Records from a data collection
◇ ◇ ◇

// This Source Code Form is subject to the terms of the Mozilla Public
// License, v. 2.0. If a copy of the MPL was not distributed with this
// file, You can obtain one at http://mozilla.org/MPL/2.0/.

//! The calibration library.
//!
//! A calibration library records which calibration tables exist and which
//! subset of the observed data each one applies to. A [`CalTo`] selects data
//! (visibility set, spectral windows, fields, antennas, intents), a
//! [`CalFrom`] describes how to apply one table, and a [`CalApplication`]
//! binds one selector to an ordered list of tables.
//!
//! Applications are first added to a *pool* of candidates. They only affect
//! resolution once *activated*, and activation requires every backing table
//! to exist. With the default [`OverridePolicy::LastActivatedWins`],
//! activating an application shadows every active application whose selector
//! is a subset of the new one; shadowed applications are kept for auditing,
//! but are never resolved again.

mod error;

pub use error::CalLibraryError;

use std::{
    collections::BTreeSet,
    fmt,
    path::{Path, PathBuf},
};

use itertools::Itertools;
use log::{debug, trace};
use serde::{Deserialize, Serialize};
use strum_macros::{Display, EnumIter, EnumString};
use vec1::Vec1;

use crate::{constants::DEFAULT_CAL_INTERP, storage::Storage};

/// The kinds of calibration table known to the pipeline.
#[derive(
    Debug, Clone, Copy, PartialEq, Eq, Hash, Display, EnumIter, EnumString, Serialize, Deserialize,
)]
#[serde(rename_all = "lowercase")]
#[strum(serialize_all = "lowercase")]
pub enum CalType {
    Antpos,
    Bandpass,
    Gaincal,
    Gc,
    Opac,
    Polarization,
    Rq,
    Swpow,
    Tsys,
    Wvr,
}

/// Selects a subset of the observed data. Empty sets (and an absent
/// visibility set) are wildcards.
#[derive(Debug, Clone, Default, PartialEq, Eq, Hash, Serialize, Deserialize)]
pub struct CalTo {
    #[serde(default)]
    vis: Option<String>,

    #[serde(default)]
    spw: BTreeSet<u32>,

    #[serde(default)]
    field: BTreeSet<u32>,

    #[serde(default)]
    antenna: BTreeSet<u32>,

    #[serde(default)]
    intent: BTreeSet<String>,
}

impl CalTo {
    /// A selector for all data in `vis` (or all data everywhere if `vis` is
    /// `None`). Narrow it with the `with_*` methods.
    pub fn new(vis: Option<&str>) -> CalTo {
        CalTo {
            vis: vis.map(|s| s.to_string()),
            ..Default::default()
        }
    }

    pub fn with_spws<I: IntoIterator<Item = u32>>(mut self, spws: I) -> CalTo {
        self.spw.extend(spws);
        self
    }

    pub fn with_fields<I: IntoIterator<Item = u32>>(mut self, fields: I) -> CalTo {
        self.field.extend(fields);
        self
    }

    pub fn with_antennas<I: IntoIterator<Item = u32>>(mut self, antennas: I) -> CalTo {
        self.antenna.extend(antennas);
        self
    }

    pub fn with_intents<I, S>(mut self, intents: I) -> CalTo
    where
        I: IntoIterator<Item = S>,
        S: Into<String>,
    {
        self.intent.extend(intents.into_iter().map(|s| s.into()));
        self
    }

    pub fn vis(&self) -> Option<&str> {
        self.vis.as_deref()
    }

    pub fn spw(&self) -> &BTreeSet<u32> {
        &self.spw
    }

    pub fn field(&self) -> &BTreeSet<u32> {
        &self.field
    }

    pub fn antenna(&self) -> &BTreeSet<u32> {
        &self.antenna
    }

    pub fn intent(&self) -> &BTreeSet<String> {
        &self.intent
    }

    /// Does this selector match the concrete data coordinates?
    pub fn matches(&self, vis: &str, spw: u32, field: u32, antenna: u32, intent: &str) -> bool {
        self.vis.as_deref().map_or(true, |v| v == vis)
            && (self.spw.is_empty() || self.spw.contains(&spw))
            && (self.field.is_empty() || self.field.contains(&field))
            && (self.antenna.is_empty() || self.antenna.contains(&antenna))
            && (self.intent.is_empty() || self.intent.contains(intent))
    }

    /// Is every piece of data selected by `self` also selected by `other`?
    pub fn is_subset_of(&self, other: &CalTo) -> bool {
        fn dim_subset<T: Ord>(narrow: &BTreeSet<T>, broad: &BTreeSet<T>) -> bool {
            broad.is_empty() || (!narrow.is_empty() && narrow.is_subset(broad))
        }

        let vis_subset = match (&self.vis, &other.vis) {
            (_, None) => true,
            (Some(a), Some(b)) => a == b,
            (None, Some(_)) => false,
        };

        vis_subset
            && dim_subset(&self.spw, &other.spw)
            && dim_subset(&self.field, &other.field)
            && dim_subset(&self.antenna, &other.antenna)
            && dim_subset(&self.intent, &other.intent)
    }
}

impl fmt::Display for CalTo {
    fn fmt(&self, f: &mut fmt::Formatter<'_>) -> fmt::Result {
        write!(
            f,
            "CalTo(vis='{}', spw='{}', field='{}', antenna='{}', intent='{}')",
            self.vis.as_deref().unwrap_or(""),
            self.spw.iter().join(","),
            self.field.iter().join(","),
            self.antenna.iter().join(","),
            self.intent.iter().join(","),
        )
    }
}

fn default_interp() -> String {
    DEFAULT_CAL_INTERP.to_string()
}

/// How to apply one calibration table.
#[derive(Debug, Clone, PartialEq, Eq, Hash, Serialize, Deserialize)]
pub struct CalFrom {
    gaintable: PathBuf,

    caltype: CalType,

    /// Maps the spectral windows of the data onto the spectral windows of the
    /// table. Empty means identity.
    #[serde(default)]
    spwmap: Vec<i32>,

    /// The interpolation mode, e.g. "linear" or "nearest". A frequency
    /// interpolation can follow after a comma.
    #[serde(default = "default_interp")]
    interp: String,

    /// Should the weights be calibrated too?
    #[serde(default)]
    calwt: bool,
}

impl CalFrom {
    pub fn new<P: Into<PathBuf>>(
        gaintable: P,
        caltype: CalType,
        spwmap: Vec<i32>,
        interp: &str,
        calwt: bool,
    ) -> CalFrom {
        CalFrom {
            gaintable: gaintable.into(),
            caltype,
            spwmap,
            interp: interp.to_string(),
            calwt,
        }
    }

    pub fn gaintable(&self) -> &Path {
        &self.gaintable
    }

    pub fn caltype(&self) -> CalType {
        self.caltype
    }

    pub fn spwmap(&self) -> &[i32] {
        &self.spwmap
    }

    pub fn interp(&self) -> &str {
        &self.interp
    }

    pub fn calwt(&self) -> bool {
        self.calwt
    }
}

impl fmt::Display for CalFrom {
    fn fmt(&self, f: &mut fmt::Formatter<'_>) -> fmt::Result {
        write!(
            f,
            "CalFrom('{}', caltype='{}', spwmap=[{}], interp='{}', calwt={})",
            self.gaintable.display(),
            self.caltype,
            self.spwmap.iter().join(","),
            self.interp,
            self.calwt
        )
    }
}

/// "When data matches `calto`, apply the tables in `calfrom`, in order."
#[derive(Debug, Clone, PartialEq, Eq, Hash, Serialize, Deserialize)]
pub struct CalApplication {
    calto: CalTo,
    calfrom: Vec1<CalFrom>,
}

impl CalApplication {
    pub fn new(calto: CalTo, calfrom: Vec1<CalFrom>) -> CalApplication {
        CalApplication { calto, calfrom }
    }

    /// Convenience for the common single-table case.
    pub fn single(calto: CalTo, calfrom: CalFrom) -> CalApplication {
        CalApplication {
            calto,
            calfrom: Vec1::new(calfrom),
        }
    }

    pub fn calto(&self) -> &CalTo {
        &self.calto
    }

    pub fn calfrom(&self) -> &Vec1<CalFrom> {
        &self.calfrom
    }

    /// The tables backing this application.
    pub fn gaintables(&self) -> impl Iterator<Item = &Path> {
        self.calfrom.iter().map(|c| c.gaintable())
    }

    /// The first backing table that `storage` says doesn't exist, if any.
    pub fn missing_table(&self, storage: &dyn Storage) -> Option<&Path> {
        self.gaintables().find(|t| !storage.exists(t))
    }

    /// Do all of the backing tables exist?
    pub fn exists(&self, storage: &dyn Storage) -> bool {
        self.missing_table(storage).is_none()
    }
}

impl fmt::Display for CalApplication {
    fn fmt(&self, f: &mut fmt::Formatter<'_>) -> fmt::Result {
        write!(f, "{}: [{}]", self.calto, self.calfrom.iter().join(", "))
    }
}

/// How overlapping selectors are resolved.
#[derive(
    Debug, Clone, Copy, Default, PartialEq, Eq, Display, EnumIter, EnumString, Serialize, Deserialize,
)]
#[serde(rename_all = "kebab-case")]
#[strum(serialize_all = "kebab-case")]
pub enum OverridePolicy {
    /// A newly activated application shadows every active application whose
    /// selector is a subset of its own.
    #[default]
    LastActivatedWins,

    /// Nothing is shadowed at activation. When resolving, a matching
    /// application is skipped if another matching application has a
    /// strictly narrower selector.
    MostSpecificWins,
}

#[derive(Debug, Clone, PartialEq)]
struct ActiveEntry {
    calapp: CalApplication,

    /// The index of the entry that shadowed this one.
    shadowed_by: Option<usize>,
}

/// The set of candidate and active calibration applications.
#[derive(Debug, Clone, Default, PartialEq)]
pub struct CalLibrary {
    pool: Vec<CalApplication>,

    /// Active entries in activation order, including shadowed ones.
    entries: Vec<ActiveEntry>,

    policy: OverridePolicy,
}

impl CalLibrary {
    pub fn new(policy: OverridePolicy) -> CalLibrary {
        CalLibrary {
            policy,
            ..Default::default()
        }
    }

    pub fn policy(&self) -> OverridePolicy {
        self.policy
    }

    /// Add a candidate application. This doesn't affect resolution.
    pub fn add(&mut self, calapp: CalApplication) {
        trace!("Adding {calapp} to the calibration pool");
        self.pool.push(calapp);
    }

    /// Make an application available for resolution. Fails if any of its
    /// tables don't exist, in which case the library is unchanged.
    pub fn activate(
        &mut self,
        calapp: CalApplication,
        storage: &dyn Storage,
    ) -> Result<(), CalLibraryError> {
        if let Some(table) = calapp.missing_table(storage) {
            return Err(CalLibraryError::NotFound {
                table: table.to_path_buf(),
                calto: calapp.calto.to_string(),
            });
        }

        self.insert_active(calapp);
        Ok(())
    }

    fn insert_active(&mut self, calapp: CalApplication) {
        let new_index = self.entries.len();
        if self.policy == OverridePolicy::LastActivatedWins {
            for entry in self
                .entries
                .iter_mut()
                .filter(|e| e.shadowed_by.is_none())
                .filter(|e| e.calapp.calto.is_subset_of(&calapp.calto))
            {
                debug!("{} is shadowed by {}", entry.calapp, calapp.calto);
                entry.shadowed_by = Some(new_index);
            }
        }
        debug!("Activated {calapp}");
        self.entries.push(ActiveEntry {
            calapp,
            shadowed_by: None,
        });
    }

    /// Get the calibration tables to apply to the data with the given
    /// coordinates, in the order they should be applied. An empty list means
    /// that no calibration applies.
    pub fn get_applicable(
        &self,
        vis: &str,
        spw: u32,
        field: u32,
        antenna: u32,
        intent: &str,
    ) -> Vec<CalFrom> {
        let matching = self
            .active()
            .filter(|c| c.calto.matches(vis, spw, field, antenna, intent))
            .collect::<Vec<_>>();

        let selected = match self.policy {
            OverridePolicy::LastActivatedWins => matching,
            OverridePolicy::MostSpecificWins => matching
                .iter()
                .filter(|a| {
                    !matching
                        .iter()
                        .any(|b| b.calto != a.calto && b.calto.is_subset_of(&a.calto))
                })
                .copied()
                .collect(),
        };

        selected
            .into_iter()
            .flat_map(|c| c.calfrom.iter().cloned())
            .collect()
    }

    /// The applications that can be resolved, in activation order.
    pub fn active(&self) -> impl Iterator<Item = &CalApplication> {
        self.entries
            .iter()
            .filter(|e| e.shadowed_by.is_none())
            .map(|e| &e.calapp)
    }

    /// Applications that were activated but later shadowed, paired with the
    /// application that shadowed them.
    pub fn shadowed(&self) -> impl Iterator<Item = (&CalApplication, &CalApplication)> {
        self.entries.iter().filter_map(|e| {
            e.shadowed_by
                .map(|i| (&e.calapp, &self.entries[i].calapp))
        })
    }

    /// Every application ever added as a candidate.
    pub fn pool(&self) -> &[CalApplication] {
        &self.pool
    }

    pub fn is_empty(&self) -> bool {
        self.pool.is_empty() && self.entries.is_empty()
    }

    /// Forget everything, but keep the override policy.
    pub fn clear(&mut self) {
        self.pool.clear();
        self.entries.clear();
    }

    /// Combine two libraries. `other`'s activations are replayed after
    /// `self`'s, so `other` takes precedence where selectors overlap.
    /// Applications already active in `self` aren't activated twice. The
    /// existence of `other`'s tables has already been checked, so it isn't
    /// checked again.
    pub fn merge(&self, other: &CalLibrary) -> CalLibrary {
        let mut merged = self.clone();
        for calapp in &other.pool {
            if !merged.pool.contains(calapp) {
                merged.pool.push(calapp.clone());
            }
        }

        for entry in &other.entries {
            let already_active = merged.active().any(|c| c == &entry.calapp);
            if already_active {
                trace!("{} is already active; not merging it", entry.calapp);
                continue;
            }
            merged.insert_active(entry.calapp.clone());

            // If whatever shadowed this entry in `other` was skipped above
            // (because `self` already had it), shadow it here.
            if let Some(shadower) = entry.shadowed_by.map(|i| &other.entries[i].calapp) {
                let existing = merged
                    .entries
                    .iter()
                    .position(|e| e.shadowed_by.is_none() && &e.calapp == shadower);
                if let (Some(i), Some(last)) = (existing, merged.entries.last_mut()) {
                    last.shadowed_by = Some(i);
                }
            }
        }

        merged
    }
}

◇ ◇ ◇

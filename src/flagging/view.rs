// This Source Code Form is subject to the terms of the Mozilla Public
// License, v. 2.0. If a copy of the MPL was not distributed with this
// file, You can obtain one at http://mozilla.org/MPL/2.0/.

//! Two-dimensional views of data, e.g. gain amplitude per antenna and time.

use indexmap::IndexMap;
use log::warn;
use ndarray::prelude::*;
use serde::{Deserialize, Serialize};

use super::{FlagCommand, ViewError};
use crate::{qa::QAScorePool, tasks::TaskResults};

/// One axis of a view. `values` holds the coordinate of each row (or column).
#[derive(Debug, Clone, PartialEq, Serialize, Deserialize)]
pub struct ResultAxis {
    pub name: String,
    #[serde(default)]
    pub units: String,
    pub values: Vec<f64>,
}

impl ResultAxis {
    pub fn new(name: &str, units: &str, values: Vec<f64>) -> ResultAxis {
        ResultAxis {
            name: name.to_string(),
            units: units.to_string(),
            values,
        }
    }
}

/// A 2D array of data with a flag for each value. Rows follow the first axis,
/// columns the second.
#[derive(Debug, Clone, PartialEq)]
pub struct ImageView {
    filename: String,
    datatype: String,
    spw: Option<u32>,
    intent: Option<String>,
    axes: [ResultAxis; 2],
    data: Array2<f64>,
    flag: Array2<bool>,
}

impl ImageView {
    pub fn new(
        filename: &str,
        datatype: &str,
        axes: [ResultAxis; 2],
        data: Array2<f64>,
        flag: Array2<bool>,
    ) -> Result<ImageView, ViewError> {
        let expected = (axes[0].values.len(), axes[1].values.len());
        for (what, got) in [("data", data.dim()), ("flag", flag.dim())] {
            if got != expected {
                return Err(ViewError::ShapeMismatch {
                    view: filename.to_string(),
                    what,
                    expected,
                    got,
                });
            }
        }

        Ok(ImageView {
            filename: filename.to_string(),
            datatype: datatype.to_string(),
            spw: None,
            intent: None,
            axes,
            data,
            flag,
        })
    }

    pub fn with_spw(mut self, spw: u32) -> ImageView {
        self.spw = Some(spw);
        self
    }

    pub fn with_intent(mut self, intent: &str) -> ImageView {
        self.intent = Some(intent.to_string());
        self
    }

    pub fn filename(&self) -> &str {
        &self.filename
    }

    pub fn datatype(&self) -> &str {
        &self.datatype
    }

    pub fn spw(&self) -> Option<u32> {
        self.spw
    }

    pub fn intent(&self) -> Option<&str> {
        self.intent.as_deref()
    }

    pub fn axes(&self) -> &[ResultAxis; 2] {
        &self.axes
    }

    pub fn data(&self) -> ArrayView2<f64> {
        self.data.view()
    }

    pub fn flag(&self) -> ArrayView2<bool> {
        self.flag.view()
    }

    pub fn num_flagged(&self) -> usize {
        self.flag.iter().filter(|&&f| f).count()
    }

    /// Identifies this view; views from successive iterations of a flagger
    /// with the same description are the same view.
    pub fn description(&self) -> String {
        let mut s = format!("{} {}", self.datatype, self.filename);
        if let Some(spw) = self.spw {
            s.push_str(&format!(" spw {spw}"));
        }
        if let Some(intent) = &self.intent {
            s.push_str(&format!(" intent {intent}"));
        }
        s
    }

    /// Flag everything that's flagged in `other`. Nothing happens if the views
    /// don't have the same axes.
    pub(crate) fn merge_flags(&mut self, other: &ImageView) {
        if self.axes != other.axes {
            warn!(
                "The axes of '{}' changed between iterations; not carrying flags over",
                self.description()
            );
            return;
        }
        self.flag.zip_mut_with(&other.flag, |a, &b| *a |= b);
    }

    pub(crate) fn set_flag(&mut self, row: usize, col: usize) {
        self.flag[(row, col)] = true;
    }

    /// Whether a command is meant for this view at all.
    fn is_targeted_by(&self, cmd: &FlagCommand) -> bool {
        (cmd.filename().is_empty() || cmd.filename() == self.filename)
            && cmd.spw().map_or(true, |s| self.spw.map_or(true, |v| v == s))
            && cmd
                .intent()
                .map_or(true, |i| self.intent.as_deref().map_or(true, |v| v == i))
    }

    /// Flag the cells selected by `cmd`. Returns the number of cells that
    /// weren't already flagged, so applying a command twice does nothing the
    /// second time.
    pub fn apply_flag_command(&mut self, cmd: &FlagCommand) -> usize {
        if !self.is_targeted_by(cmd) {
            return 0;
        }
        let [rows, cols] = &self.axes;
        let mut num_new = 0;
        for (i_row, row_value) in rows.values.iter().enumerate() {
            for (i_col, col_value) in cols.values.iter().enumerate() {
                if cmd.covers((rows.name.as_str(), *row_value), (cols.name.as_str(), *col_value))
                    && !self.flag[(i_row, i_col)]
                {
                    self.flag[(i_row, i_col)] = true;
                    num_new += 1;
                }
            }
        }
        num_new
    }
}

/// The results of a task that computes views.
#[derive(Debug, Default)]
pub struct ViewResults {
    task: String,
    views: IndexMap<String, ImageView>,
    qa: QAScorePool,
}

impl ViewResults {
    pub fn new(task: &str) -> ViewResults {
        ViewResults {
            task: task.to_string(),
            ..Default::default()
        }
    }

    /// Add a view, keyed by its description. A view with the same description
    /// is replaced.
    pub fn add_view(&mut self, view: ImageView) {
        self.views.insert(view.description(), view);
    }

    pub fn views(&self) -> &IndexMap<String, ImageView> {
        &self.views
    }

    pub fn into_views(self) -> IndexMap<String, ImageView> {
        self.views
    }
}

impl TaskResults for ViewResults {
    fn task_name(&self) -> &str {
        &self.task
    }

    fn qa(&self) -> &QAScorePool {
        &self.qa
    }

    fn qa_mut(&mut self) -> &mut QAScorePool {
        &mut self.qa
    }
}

◇ ◇ ◇

Instructions to follow
Go through the lines above and copy any that contain "affect".

Exercise output
//! Applications are first added to a *pool* of candidates. They only affect
    /// Add a candidate application. This doesn't affect resolution.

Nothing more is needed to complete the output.